I confessed to Blum that I can’t help but dislike the Astros.
“I’m okay with that,” he says. “I still hate the Dodgers from my Padres days — and now you have a reason not to like the Astros.”
That’s not to say Astros bashing isn’t without its challenges.
“It’s frustrating for several reasons,” Blum says, beginning with guilt by association. “As a team employee, I get lumped into it... I’m one of the cheaters.” He finds that baffling, bothersome, and laughable.
But he concedes, “Society and culture will ask of winners: ‘How did they get there? Why did they get there? And how do I bring them down?’”
Given the evidence against the team, though, he can’t deny it. Regardless of how talented those teams were, their accomplishments come with MLB-issued suspensions, fines, and the loss of draft picks.
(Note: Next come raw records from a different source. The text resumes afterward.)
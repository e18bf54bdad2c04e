pub mod machine;

use std::rc::Rc;

use tracing::{debug, error, info, warn};

use crate::control::{ActorId, Listener, SelectControl, UserInputScope};
use crate::events::DocumentEvent;
use crate::protocol::{
    InboundMessage, MessageChannel, OutboundMessage, ShowDropDown, UpdateDropDown,
};
use crate::snapshot::build_option_list;
use crate::style::{
    is_select_property, supported_styles, PseudoStyleLock, StyleLockError, StyleRecord,
    SELECT_PROPERTIES,
};
use crate::timers::DeferredTask;

pub use machine::{Effect, MouseTarget, Phase, SessionInput, SessionState, Step};

/// One open dropdown: owns the interaction state and carries out the effects
/// the state machine asks for against the control and the channel.
pub struct SelectSession {
    actor: ActorId,
    state: SessionState,
    control: Option<Rc<dyn SelectControl>>,
    channel: Option<Rc<dyn MessageChannel>>,
    update_timer: Option<DeferredTask>,
    styles: PseudoStyleLock,
}

impl SelectSession {
    /// Attach to `control` and show its dropdown on the parent side.
    pub fn open(
        actor: ActorId,
        control: Rc<dyn SelectControl>,
        channel: Rc<dyn MessageChannel>,
        opened_via_touch: bool,
        autohide_disabled: bool,
        update_timer: DeferredTask,
    ) -> Self {
        let initial_selection = control.item(control.selected_index());
        let mut session = Self {
            actor,
            state: SessionState::new(initial_selection, autohide_disabled),
            control: Some(control),
            channel: Some(channel),
            update_timer: Some(update_timer),
            styles: PseudoStyleLock::new(),
        };
        session.apply(SessionInput::Open { opened_via_touch });
        session
    }

    pub fn actor(&self) -> ActorId {
        self.actor
    }

    pub fn state(&self) -> SessionState {
        self.state
    }

    pub fn is_open(&self) -> bool {
        self.state.is_open()
    }

    pub fn is_closed(&self) -> bool {
        self.state.phase == Phase::Closed
    }

    pub fn handle_event(&mut self, event: &DocumentEvent) {
        let Some(control) = self.control.as_ref() else {
            return;
        };
        let node = control.node_id();

        let input = match event {
            DocumentEvent::PageHide { document } if *document == control.owner_document() => {
                SessionInput::PageHide
            }
            DocumentEvent::Blur { target } if *target == node => SessionInput::Blur,
            DocumentEvent::HideDropDown { target } if *target == node => SessionInput::ForcedHide,
            DocumentEvent::TransitionEnd {
                target,
                property_name,
            } if *target == node && is_select_property(property_name) => {
                SessionInput::ContentChanged
            }
            DocumentEvent::Mutation { control: observed } if *observed == node => {
                SessionInput::ContentChanged
            }
            _ => return,
        };

        self.apply(input);
    }

    pub fn receive_message(&mut self, message: InboundMessage) {
        let Some(control) = self.control.as_ref() else {
            return;
        };

        let input = match message {
            InboundMessage::SelectItem {
                value,
                closed_with_enter,
            } => SessionInput::SelectItem {
                value,
                closed_with_enter,
            },
            InboundMessage::Dismissed {} => SessionInput::Dismissed {
                selected: control.item(control.selected_index()),
            },
            InboundMessage::MouseOver {} => SessionInput::MouseOver,
            InboundMessage::MouseOut {} => SessionInput::MouseOut,
            InboundMessage::MouseUp { on_anchor } => SessionInput::MouseUp { on_anchor },
            InboundMessage::SearchFocused {} => SessionInput::SearchFocused,
            InboundMessage::BlurPong {} => SessionInput::BlurPong,
        };

        self.apply(input);
    }

    /// Send the coalesced update if its timer fired. Returns whether it ran.
    pub fn run_due_update(&mut self) -> bool {
        let due = self
            .update_timer
            .as_ref()
            .map(DeferredTask::take_due)
            .unwrap_or(false);
        if due {
            self.apply(SessionInput::UpdateDue);
        }
        due
    }

    pub fn has_pending_update(&self) -> bool {
        self.update_timer
            .as_ref()
            .map(DeferredTask::is_armed)
            .unwrap_or(false)
    }

    fn apply(&mut self, input: SessionInput) {
        let Step { next, effects } = self.state.step(input);
        self.state = next;

        // Dispatching events can run page script; keep our own reference.
        let Some(control) = self.control.clone() else {
            return;
        };
        for effect in effects {
            self.perform(control.as_ref(), effect);
        }
    }

    fn perform(&mut self, control: &dyn SelectControl, effect: Effect) {
        match effect {
            Effect::AttachListeners => {
                for listener in Listener::ALL {
                    control.add_listener(listener);
                }
            }
            Effect::ShowDropDown => {
                if let Err(err) = self.show_drop_down(control) {
                    error!(target = "select", actor = %self.actor, error = %err, "failed to show dropdown");
                }
            }
            Effect::UpdateDropDown => {
                if let Err(err) = self.update_drop_down(control) {
                    error!(target = "select", actor = %self.actor, error = %err, "failed to update dropdown");
                }
            }
            Effect::ArmUpdate => {
                if let Some(timer) = self.update_timer.as_ref() {
                    timer.arm();
                }
            }
            Effect::Send(message) => self.send(message),
            Effect::SetSelectedIndex(index) => control.set_selected_index(index),
            Effect::DispatchMouse { target, kind } => {
                let node = match target {
                    MouseTarget::Control => control.node_id(),
                    MouseTarget::Node(node) => node,
                };
                debug!(target = "select", actor = %self.actor, node, event = kind.name(), "dispatching mouse event");
                control.dispatch_mouse_event(node, kind);
            }
            Effect::SetContentState(state) => control.set_content_state(state),
            Effect::RemoveContentState {
                state,
                clear_active_document,
            } => control.remove_content_state(state, clear_active_document),
            Effect::FinishInteraction { changed } => {
                let _scope = UserInputScope::enter(control, changed);
                control.user_finished_interacting(changed);
            }
            Effect::Teardown => self.teardown(),
        }
    }

    fn show_drop_down(&self, control: &dyn SelectControl) -> Result<(), StyleLockError> {
        control.set_open_in_parent_process(true);
        let message = {
            let _guard = self.styles.acquire(control)?;
            let rect = control.bounding_screen_rect();
            let (style, default_style) = select_styles(control);
            let options = build_option_list(control, &self.styles)?;
            info!(
                target = "select",
                actor = %self.actor,
                options = options.options.len(),
                styles = options.unique_styles.len(),
                "showing dropdown"
            );
            ShowDropDown {
                is_opened_via_touch: self.state.opened_via_touch,
                options,
                rect,
                custom: !control.is_system_principal(),
                selected_index: control.selected_index(),
                is_dark_background: control.is_dark_background(),
                style,
                default_style,
            }
        };
        self.send(OutboundMessage::ShowDropDown(Box::new(message)));
        Ok(())
    }

    fn update_drop_down(&self, control: &dyn SelectControl) -> Result<(), StyleLockError> {
        let message = {
            let _guard = self.styles.acquire(control)?;
            let (style, default_style) = select_styles(control);
            let options = build_option_list(control, &self.styles)?;
            debug!(
                target = "select",
                actor = %self.actor,
                options = options.options.len(),
                "updating dropdown"
            );
            UpdateDropDown {
                options,
                custom: !control.is_system_principal(),
                selected_index: control.selected_index(),
                is_dark_background: control.is_dark_background(),
                style,
                default_style,
            }
        };
        self.send(OutboundMessage::UpdateDropDown(Box::new(message)));
        Ok(())
    }

    fn send(&self, message: OutboundMessage) {
        let Some(channel) = self.channel.as_ref() else {
            return;
        };
        let name = message.name();
        if let Err(err) = channel.send_async_message(message) {
            warn!(target = "select", actor = %self.actor, message = name, error = %err, "failed to send message");
        }
    }

    /// Tear down without replaying anything, for when the actor is gone.
    pub fn abandon(&mut self) {
        if !self.is_closed() {
            self.teardown();
        }
    }

    fn teardown(&mut self) {
        if let Some(control) = self.control.take() {
            control.set_open_in_parent_process(false);
            for listener in Listener::ALL {
                control.remove_listener(listener);
            }
        }
        if let Some(timer) = self.update_timer.take() {
            timer.disarm();
        }
        self.channel = None;
        self.state.phase = Phase::Closed;
        info!(target = "select", actor = %self.actor, "dropdown session closed");
    }
}

fn select_styles(control: &dyn SelectControl) -> (StyleRecord, StyleRecord) {
    let node = control.node_id();
    (
        supported_styles(&control.computed_style(node), SELECT_PROPERTIES),
        supported_styles(&control.default_computed_style(node), SELECT_PROPERTIES),
    )
}
use std::fs;
use std::path::PathBuf;
use std::time::Duration;

use directories::ProjectDirs;
use serde::Deserialize;
use thiserror::Error;

pub const PREFERENCES_ENV: &str = "FRONTIER_SELECT_PREFS";

#[derive(Debug, Error)]
pub enum PreferencesError {
    #[error("failed to read preferences: {0}")]
    Io(#[from] std::io::Error),
    #[error("failed to parse YAML: {0}")]
    Yaml(#[from] serde_yaml::Error),
}

#[derive(Debug, Clone, Copy, PartialEq, Eq, Deserialize)]
#[serde(default)]
pub struct Preferences {
    /// Keep dropdowns open when the control loses focus.
    #[serde(alias = "ui.popup.disable_autohide")]
    pub disable_popup_autohide: bool,
    /// Debounce for re-snapshotting an open dropdown after a mutation.
    pub update_delay_ms: u64,
}

impl Default for Preferences {
    fn default() -> Self {
        Self {
            disable_popup_autohide: false,
            update_delay_ms: 0,
        }
    }
}

impl Preferences {
    pub fn load(config_path: Option<PathBuf>) -> Result<Self, PreferencesError> {
        match config_path {
            Some(path) if path.exists() => {
                let contents = fs::read_to_string(path)?;
                if contents.trim().is_empty() {
                    return Ok(Self::default());
                }
                Ok(serde_yaml::from_str(&contents)?)
            }
            _ => Ok(Self::default()),
        }
    }

    /// `$FRONTIER_SELECT_PREFS`, else `preferences.yaml` in the Frontier config dir.
    pub fn from_env() -> Result<Self, PreferencesError> {
        Self::load(preferences_path())
    }

    pub fn update_delay(&self) -> Duration {
        Duration::from_millis(self.update_delay_ms)
    }
}

fn preferences_path() -> Option<PathBuf> {
    if let Ok(path) = std::env::var(PREFERENCES_ENV) {
        return Some(PathBuf::from(path));
    }

    ProjectDirs::from("org", "Frontier", "FrontierBrowser").map(|dirs| {
        let mut path = dirs.config_dir().to_path_buf();
        path.push("preferences.yaml");
        path
    })
}
//! Side-effect free model of one dropdown interaction.
//!
//! [`SessionState::step`] never touches the control or the channel; it only
//! describes what the driver in [`super::SelectSession`] has to do, in order.

use crate::control::{ContentState, MouseEventKind, NodeId};
use crate::protocol::OutboundMessage;

#[derive(Debug, Clone, Copy, Default, PartialEq, Eq)]
pub enum Phase {
    /// Created but the dropdown has not been shown yet.
    #[default]
    Pending,
    Open,
    /// Torn down. Every later input is ignored.
    Closed,
}

#[derive(Debug, Clone, Copy, PartialEq, Eq)]
pub enum MouseTarget {
    /// The `<select>` itself.
    Control,
    Node(NodeId),
}

#[derive(Debug, Clone, PartialEq)]
pub enum SessionInput {
    Open { opened_via_touch: bool },
    /// The subtree mutated or a tracked style finished transitioning.
    ContentChanged,
    /// The coalesced update timer fired.
    UpdateDue,
    SelectItem { value: i32, closed_with_enter: bool },
    /// The widget closed; `selected` is the option selected at that moment.
    Dismissed { selected: Option<NodeId> },
    MouseOver,
    MouseOut,
    MouseUp { on_anchor: bool },
    SearchFocused,
    Blur,
    BlurPong,
    PageHide,
    ForcedHide,
}

#[derive(Debug, Clone, PartialEq)]
pub enum Effect {
    AttachListeners,
    ShowDropDown,
    UpdateDropDown,
    ArmUpdate,
    Send(OutboundMessage),
    SetSelectedIndex(i32),
    DispatchMouse {
        target: MouseTarget,
        kind: MouseEventKind,
    },
    SetContentState(ContentState),
    RemoveContentState {
        state: ContentState,
        clear_active_document: bool,
    },
    /// Fire the control's input/change notification under a user-input scope.
    FinishInteraction { changed: bool },
    Teardown,
}

#[derive(Debug, Clone, PartialEq)]
pub struct Step {
    pub next: SessionState,
    pub effects: Vec<Effect>,
}

#[derive(Debug, Clone, Copy, PartialEq, Eq)]
pub struct SessionState {
    pub phase: Phase,
    pub opened_via_touch: bool,
    /// Option selected before the dropdown opened, for change detection.
    pub initial_selection: Option<NodeId>,
    /// Last selection came from a pointer rather than the Enter key.
    pub closed_with_click: bool,
    /// Cleared by `SearchFocused` between a blur ping and its pong.
    pub close_after_blur: bool,
    pub autohide_disabled: bool,
}

impl SessionState {
    pub fn new(initial_selection: Option<NodeId>, autohide_disabled: bool) -> Self {
        Self {
            phase: Phase::Pending,
            opened_via_touch: false,
            initial_selection,
            closed_with_click: false,
            close_after_blur: true,
            autohide_disabled,
        }
    }

    pub fn is_open(&self) -> bool {
        self.phase == Phase::Open
    }

    pub fn step(self, input: SessionInput) -> Step {
        let mut next = self;
        let mut effects = Vec::new();

        match (self.phase, input) {
            (Phase::Pending, SessionInput::Open { opened_via_touch }) => {
                next.phase = Phase::Open;
                next.opened_via_touch = opened_via_touch;
                effects.push(Effect::AttachListeners);
                effects.push(Effect::ShowDropDown);
            }
            (Phase::Open, SessionInput::ContentChanged) => {
                effects.push(Effect::ArmUpdate);
            }
            (Phase::Open, SessionInput::UpdateDue) => {
                effects.push(Effect::UpdateDropDown);
            }
            (
                Phase::Open,
                SessionInput::SelectItem {
                    value,
                    closed_with_enter,
                },
            ) => {
                next.closed_with_click = !closed_with_enter;
                effects.push(Effect::SetSelectedIndex(value));
            }
            (Phase::Open, SessionInput::Dismissed { selected }) => {
                next.phase = Phase::Closed;
                effects = self.dismissal_effects(selected);
            }
            (Phase::Open, SessionInput::MouseOver) => {
                effects.push(Effect::SetContentState(ContentState::Hover));
            }
            (Phase::Open, SessionInput::MouseOut) => {
                effects.push(Effect::RemoveContentState {
                    state: ContentState::Hover,
                    clear_active_document: false,
                });
            }
            (Phase::Open, SessionInput::MouseUp { on_anchor }) => {
                if on_anchor {
                    effects.push(Effect::DispatchMouse {
                        target: MouseTarget::Control,
                        kind: MouseEventKind::MouseUp,
                    });
                }
                effects.push(Effect::RemoveContentState {
                    state: ContentState::Active,
                    clear_active_document: false,
                });
                if on_anchor {
                    effects.push(Effect::DispatchMouse {
                        target: MouseTarget::Control,
                        kind: MouseEventKind::Click,
                    });
                }
            }
            (Phase::Open, SessionInput::SearchFocused) => {
                next.close_after_blur = false;
            }
            (Phase::Open, SessionInput::Blur) => {
                if !self.autohide_disabled {
                    next.close_after_blur = true;
                    effects.push(Effect::Send(OutboundMessage::BlurPing {}));
                }
            }
            (Phase::Open, SessionInput::BlurPong) => {
                if self.close_after_blur {
                    next.phase = Phase::Closed;
                    effects.push(Effect::Send(OutboundMessage::HideDropDown {}));
                    effects.push(Effect::Teardown);
                }
            }
            (Phase::Open, SessionInput::PageHide | SessionInput::ForcedHide) => {
                next.phase = Phase::Closed;
                effects.push(Effect::Send(OutboundMessage::HideDropDown {}));
                effects.push(Effect::Teardown);
            }
            _ => {}
        }

        Step { next, effects }
    }

    // Pointer selections fire mousedown, mouseup, input/change, click in that
    // order; keyboard selections only fire input/change.
    fn dismissal_effects(&self, selected: Option<NodeId>) -> Vec<Effect> {
        let mut effects = Vec::new();
        let click_target = selected
            .filter(|_| self.closed_with_click)
            .map(MouseTarget::Node);

        if let Some(target) = click_target {
            effects.push(Effect::DispatchMouse {
                target,
                kind: MouseEventKind::MouseDown,
            });
            effects.push(Effect::DispatchMouse {
                target,
                kind: MouseEventKind::MouseUp,
            });
        }

        effects.push(Effect::RemoveContentState {
            state: ContentState::Active,
            clear_active_document: true,
        });
        effects.push(Effect::FinishInteraction {
            changed: self.initial_selection != selected,
        });

        if let Some(target) = click_target {
            effects.push(Effect::DispatchMouse {
                target,
                kind: MouseEventKind::Click,
            });
        }

        effects.push(Effect::Teardown);
        effects
    }
}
“Being around all the guys, seeing and understanding them and realizing how good and how great they are makes me upset,” Blum says, because the cheating scandal “makes them look bad as players and people.”
This is where Jeremy Peña comes in. One day, the Astros could be his team. Not Correa’s, not Altuve’s, not Bregman’s. The 24-year-old has been widely praised by teammates and coaches for both his ability and character. Now he has the chance to show the world and begin to change the perception of the organization.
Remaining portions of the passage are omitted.